Nepal topped South Asia (61st out of 128 countries globally), followed by Sri Lanka and India. The three countries with the lowest scores in the region were Bangladesh, Pakistan, and Afghanistan (122nd out of 128 countries globally). Countries with the strongest improvement in rule of law were Ethiopia (5.6pc increase in score) and Malaysia (5.1pc). The largest declines in the rule of law were seen in Cameroon (-4.4pc) and Iran (-4.2pc). Over the last five years, countries experiencing the largest average annual percentage drop in the rule of law were Egypt (-4.6pc); Venezuela, RB (-3.9pc); Cambodia (-3.0pc); Philippines (-2.5pc); Cameroon (-2.4pc); Hungary (-2.1pc); and Bosnia and Herzegovina (-2.1pc). The single biggest decline by factor over the past five years was Egypt’s and Poland’s score, with an average annual decline of -8.5pc and -6.8pc, respectively.
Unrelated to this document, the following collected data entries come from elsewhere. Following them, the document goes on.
//! Stereo rig calibration tool.
//!
//! Usage:
//! ```bash
//! stereo-calib calibrate --input captures --cols 8 --rows 4 --square-size 0.03 \
//!   --output params --render debug
//! stereo-calib synth --output captures --pairs 10
//! ```

use std::path::{Path, PathBuf};

use clap::{Parser, Subcommand};
use flexi_logger::{colored_detailed_format, detailed_format, Duplicate, FileSpec, Logger};
use log::info;

use stereo_calib::calibration::{
    loader, stereo_calibration, CalibrationConfig, CalibrationResult, ChessboardPattern,
};
use stereo_calib::synthetic::{self, SyntheticRig};
use stereo_calib::util;

/// Stereo camera calibration from chessboard image pairs
#[derive(Parser, Debug)]
#[command(author, version, about, long_about = None)]
struct Cli {
    /// Log at debug level
    #[arg(short, long, global = true)]
    verbose: bool,

    #[command(subcommand)]
    command: Command,
}

#[derive(Subcommand, Debug)]
enum Command {
    /// Calibrate a rig from <input>/stereo_left and <input>/stereo_right
    Calibrate {
        /// Directory holding the left and right image folders
        #[arg(short, long)]
        input: PathBuf,

        /// Interior corners along one board row
        #[arg(long, default_value = "8")]
        cols: usize,

        /// Number of interior corner rows
        #[arg(long, default_value = "4")]
        rows: usize,

        /// Edge length of one square
        #[arg(short, long, default_value = "0.03")]
        square_size: f64,

        /// Directory receiving stereo_calib.npz (overrides the config file)
        #[arg(short, long)]
        output: Option<PathBuf>,

        /// Directory for annotated detection images
        #[arg(short, long)]
        render: Option<PathBuf>,

        /// Use at most this many pairs
        #[arg(long)]
        image_limit: Option<usize>,

        /// YAML configuration; the pattern options above are ignored when set
        #[arg(short, long)]
        config: Option<PathBuf>,

        /// Per-pair detection report
        #[arg(long)]
        report_csv: Option<PathBuf>,

        /// Run summary
        #[arg(long)]
        report_json: Option<PathBuf>,

        /// Directory for left.yaml and right.yaml camera files
        #[arg(long)]
        export_yaml: Option<PathBuf>,

        /// Directory for rectified copies of the first image pair
        #[arg(long)]
        rectified: Option<PathBuf>,
    },
    /// Render a synthetic dataset in the calibrate input layout
    Synth {
        #[arg(short, long)]
        output: PathBuf,

        #[arg(short, long, default_value = "10")]
        pairs: usize,

        #[arg(long, default_value = "8")]
        cols: usize,

        #[arg(long, default_value = "4")]
        rows: usize,

        #[arg(short, long, default_value = "0.03")]
        square_size: f64,
    },
}

/// Rectifies the first input pair with the calibration result.
fn write_rectified_preview(
    input: &Path,
    config: &CalibrationConfig,
    result: &CalibrationResult,
    dir: &Path,
) -> Result<(), Box<dyn std::error::Error>> {
    let pairs = loader::list_image_pairs(input, &config.subdirs, 1, config.require_matching_names)?;
    let Some(first) = pairs.first() else {
        return Ok(());
    };
    let pair = loader::load_pair(first, Some(result.image_size))?;
    let maps = result
        .rectification
        .maps(&result.cameras.left, &result.cameras.right);
    let dir = util::ensure_dir(dir)?;
    maps.left
        .remap_rgb(&pair.rgb.left)
        .save(dir.join(format!("rectified_left_{}", pair.names.left)))?;
    maps.right
        .remap_rgb(&pair.rgb.right)
        .save(dir.join(format!("rectified_right_{}", pair.names.right)))?;
    info!("Wrote rectified preview of {} to {}", pair.names.left, dir.display());
    Ok(())
}

fn main() -> Result<(), Box<dyn std::error::Error>> {
    let cli = Cli::parse();

    let level = if cli.verbose { "debug" } else { "info" };
    let _logger = Logger::try_with_str(level)?
        .log_to_file(
            FileSpec::default()
                .directory("logs")
                .suppress_timestamp()
                .suffix("log"),
        )
        .duplicate_to_stdout(Duplicate::All)
        .format_for_files(detailed_format)
        .format_for_stdout(colored_detailed_format)
        // error;warn;info;debug;trace
        .set_palette("196;208;76;39;178".to_string())
        .start()?;

    match cli.command {
        Command::Calibrate {
            input,
            cols,
            rows,
            square_size,
            output,
            render,
            image_limit,
            config,
            report_csv,
            report_json,
            export_yaml,
            rectified,
        } => {
            let mut config = match config {
                Some(path) => {
                    info!("Loading configuration from {}", path.display());
                    CalibrationConfig::from_yaml_file(&path)?
                }
                None => CalibrationConfig::builder(ChessboardPattern::new(rows, cols, square_size)?)
                    .build()?,
            };
            if let Some(output) = output {
                config.param_save_path = output;
            }
            if render.is_some() {
                config.render_dir = render;
            }
            if let Some(limit) = image_limit {
                config.image_limit = limit;
            }
            config.validate()?;

            let result = stereo_calibration(&input, &config)?;
            util::display_results_summary(&result);

            if let Some(path) = report_csv {
                util::write_sample_report(&path, &result)?;
                info!("Wrote detection report {}", path.display());
            }
            if let Some(path) = report_json {
                util::write_json_summary(&path, &result)?;
                info!("Wrote run summary {}", path.display());
            }
            if let Some(dir) = export_yaml {
                let paths = util::export_camera_yaml(&dir, &result)?;
                info!(
                    "Wrote camera files {} and {}",
                    paths.left.display(),
                    paths.right.display()
                );
            }
            if let Some(dir) = rectified {
                write_rectified_preview(&input, &config, &result, &dir)?;
            }
            println!("RMS error: {:.6}", result.rms_error);
        }
        Command::Synth {
            output,
            pairs,
            cols,
            rows,
            square_size,
        } => {
            let pattern = ChessboardPattern::new(rows, cols, square_size)?;
            let config = CalibrationConfig::builder(pattern).build()?;
            synthetic::write_dataset(&output, &config.subdirs, &SyntheticRig::default(), &pattern, pairs)?;
        }
    }
    Ok(())
}
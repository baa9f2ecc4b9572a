//! Camera models used by the calibration pipeline.
//!
//! Only the pinhole model with radial-tangential distortion is needed for
//! stereo calibration; it lives in [`rad_tan`]. This module holds the shared
//! value types, the [`CameraModel`] trait and the error type.

use nalgebra::{Matrix3, Vector2, Vector3};
use serde::{Deserialize, Serialize};

pub mod rad_tan;

pub use rad_tan::RadTanModel;

#[derive(Debug, Clone, Copy, PartialEq, Serialize, Deserialize)]
pub struct Intrinsics {
    pub fx: f64,
    pub fy: f64,
    pub cx: f64,
    pub cy: f64,
}

impl Intrinsics {
    /// The 3x3 camera matrix `K` (zero skew).
    pub fn matrix(&self) -> Matrix3<f64> {
        Matrix3::new(self.fx, 0.0, self.cx, 0.0, self.fy, self.cy, 0.0, 0.0, 1.0)
    }

    /// Reads `fx, fy, cx, cy` from a camera matrix, ignoring skew.
    pub fn from_matrix(k: &Matrix3<f64>) -> Self {
        Intrinsics {
            fx: k[(0, 0)],
            fy: k[(1, 1)],
            cx: k[(0, 2)],
            cy: k[(1, 2)],
        }
    }
}

#[derive(Debug, Clone, Copy, PartialEq, Eq, Default, Serialize, Deserialize)]
pub struct Resolution {
    pub width: u32,
    pub height: u32,
}

#[derive(thiserror::Error, Debug)]
pub enum CameraModelError {
    #[error("Projection is outside the image")]
    ProjectionOutSideImage,
    #[error("Input point is outside the image")]
    PointIsOutSideImage,
    #[error("z is close to zero, point is at camera center")]
    PointAtCameraCenter,
    #[error("Focal length must be positive")]
    FocalLengthMustBePositive,
    #[error("Principal point must be finite")]
    PrincipalPointMustBeFinite,
    #[error("Invalid camera parameters: {0}")]
    InvalidParams(String),
    #[error("Numerical error: {0}")]
    NumericalError(String),
    #[error("Failed to load YAML: {0}")]
    YamlError(String),
    #[error("IO Error: {0}")]
    IOError(String),
}

impl From<std::io::Error> for CameraModelError {
    fn from(err: std::io::Error) -> Self {
        CameraModelError::IOError(err.to_string())
    }
}

impl From<yaml_rust::ScanError> for CameraModelError {
    fn from(err: yaml_rust::ScanError) -> Self {
        CameraModelError::YamlError(err.to_string())
    }
}

impl From<serde_yaml::Error> for CameraModelError {
    fn from(err: serde_yaml::Error) -> Self {
        CameraModelError::YamlError(err.to_string())
    }
}

/// Trait defining the core functionality for camera models
pub trait CameraModel {
    /// Project a 3D point in camera coordinates to pixel coordinates
    fn project(&self, point_3d: &Vector3<f64>) -> Result<Vector2<f64>, CameraModelError>;

    /// Unproject pixel coordinates to a unit-norm 3D ray
    fn unproject(&self, point_2d: &Vector2<f64>) -> Result<Vector3<f64>, CameraModelError>;

    /// Load camera parameters from a YAML file
    fn load_from_yaml(path: &str) -> Result<Self, CameraModelError>
    where
        Self: Sized;

    /// Save camera parameters to a YAML file
    fn save_to_yaml(&self, path: &str) -> Result<(), CameraModelError>;

    /// Validate camera parameters
    fn validate_params(&self) -> Result<(), CameraModelError>;

    fn get_intrinsics(&self) -> Intrinsics;

    fn get_resolution(&self) -> Resolution;

    fn get_distortion(&self) -> Vec<f64>;
}

/// Common validation functions for camera parameters
pub mod validation {
    use super::*;

    pub fn validate_intrinsics(intrinsics: &Intrinsics) -> Result<(), CameraModelError> {
        if !(intrinsics.fx > 0.0 && intrinsics.fy > 0.0)
            || !intrinsics.fx.is_finite()
            || !intrinsics.fy.is_finite()
        {
            return Err(CameraModelError::FocalLengthMustBePositive);
        }
        if !intrinsics.cx.is_finite() || !intrinsics.cy.is_finite() {
            return Err(CameraModelError::PrincipalPointMustBeFinite);
        }
        Ok(())
    }
}
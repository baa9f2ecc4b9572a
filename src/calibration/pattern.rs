//! Planar chessboard target description.

use std::sync::Arc;

use nalgebra::Vector3;
use serde::{Deserialize, Serialize};

use super::CalibrationError;

/// A chessboard described by its interior corners.
///
/// `cols` counts the corners along one row (board x axis), `rows` the number
/// of such rows (board y axis). A board with 9x5 squares has `cols = 8` and
/// `rows = 4`.
#[derive(Debug, Clone, Copy, PartialEq, Serialize, Deserialize)]
pub struct ChessboardPattern {
    pub rows: usize,
    pub cols: usize,
    /// Edge length of one square, in the unit the translation is reported in.
    pub square_size: f64,
}

impl ChessboardPattern {
    /// Creates a validated pattern.
    ///
    /// # Errors
    ///
    /// [`CalibrationError::InvalidConfig`] if either corner count is below 2 or
    /// the square size is not a positive finite number.
    pub fn new(rows: usize, cols: usize, square_size: f64) -> Result<Self, CalibrationError> {
        let pattern = ChessboardPattern {
            rows,
            cols,
            square_size,
        };
        pattern.validate()?;
        Ok(pattern)
    }

    pub fn validate(&self) -> Result<(), CalibrationError> {
        if self.rows < 2 || self.cols < 2 {
            return Err(CalibrationError::InvalidConfig(format!(
                "chessboard needs at least 2x2 interior corners, got {}x{}",
                self.cols, self.rows
            )));
        }
        if !(self.square_size.is_finite() && self.square_size > 0.0) {
            return Err(CalibrationError::InvalidConfig(format!(
                "square size must be positive, got {}",
                self.square_size
            )));
        }
        Ok(())
    }

    /// Number of interior corners, `rows * cols`.
    pub fn corner_count(&self) -> usize {
        self.rows * self.cols
    }

    /// Board-frame coordinates of the interior corners on the `Z = 0` plane,
    /// row-major: index `r * cols + c` is `(c * s, r * s, 0)`.
    pub fn object_points(&self) -> Vec<Vector3<f64>> {
        (0..self.rows)
            .flat_map(|r| {
                (0..self.cols).map(move |c| {
                    Vector3::new(
                        c as f64 * self.square_size,
                        r as f64 * self.square_size,
                        0.0,
                    )
                })
            })
            .collect()
    }

    /// [`Self::object_points`] behind an `Arc`, shared by every sample of a run.
    pub fn shared_object_points(&self) -> Arc<Vec<Vector3<f64>>> {
        Arc::new(self.object_points())
    }
}

#[cfg(test)]
mod tests {
    use super::*;
    use approx::assert_relative_eq;

    #[test]
    fn test_object_points_row_major() {
        let pattern = ChessboardPattern::new(4, 8, 0.03).unwrap();
        let points = pattern.object_points();
        assert_eq!(points.len(), 32);
        assert_relative_eq!(points[0], Vector3::zeros());
        assert_relative_eq!(points[1], Vector3::new(0.03, 0.0, 0.0));
        assert_relative_eq!(points[8], Vector3::new(0.0, 0.03, 0.0));
        assert_relative_eq!(points[31], Vector3::new(0.21, 0.09, 0.0), epsilon = 1e-12);
        assert!(points.iter().all(|p| p.z == 0.0));
    }

    #[test]
    fn test_invalid_patterns() {
        assert!(ChessboardPattern::new(1, 8, 0.03).is_err());
        assert!(ChessboardPattern::new(4, 1, 0.03).is_err());
        assert!(ChessboardPattern::new(4, 8, 0.0).is_err());
        assert!(ChessboardPattern::new(4, 8, f64::NAN).is_err());
    }
}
Compared to other countries, the court procedures in Pakistan are complicated, lengthy and expensive. On average, it takes 1,071 days to settle a commercial dispute in court. Then the case can go to the appeal stage first in a High Court and then in the Supreme Court. It is not unusual for a case to take more than a dozen years to be decided, says the World Bank. Only one judge is available for 62,000 people in Punjab and Khyber Pakhtunkhwa. In the Lahore High Court, only one judge is available for 2.2 million people. In Punjab, a single judge has a caseload of more than 660.
Pakistan’s justice system needs structural and systemic changes to minimise litigation, eliminate unnecessary delays and rationalise the workload on judges. It is the responsibility of the parliament to make laws to ensure speedy and inexpensive justice to the common people.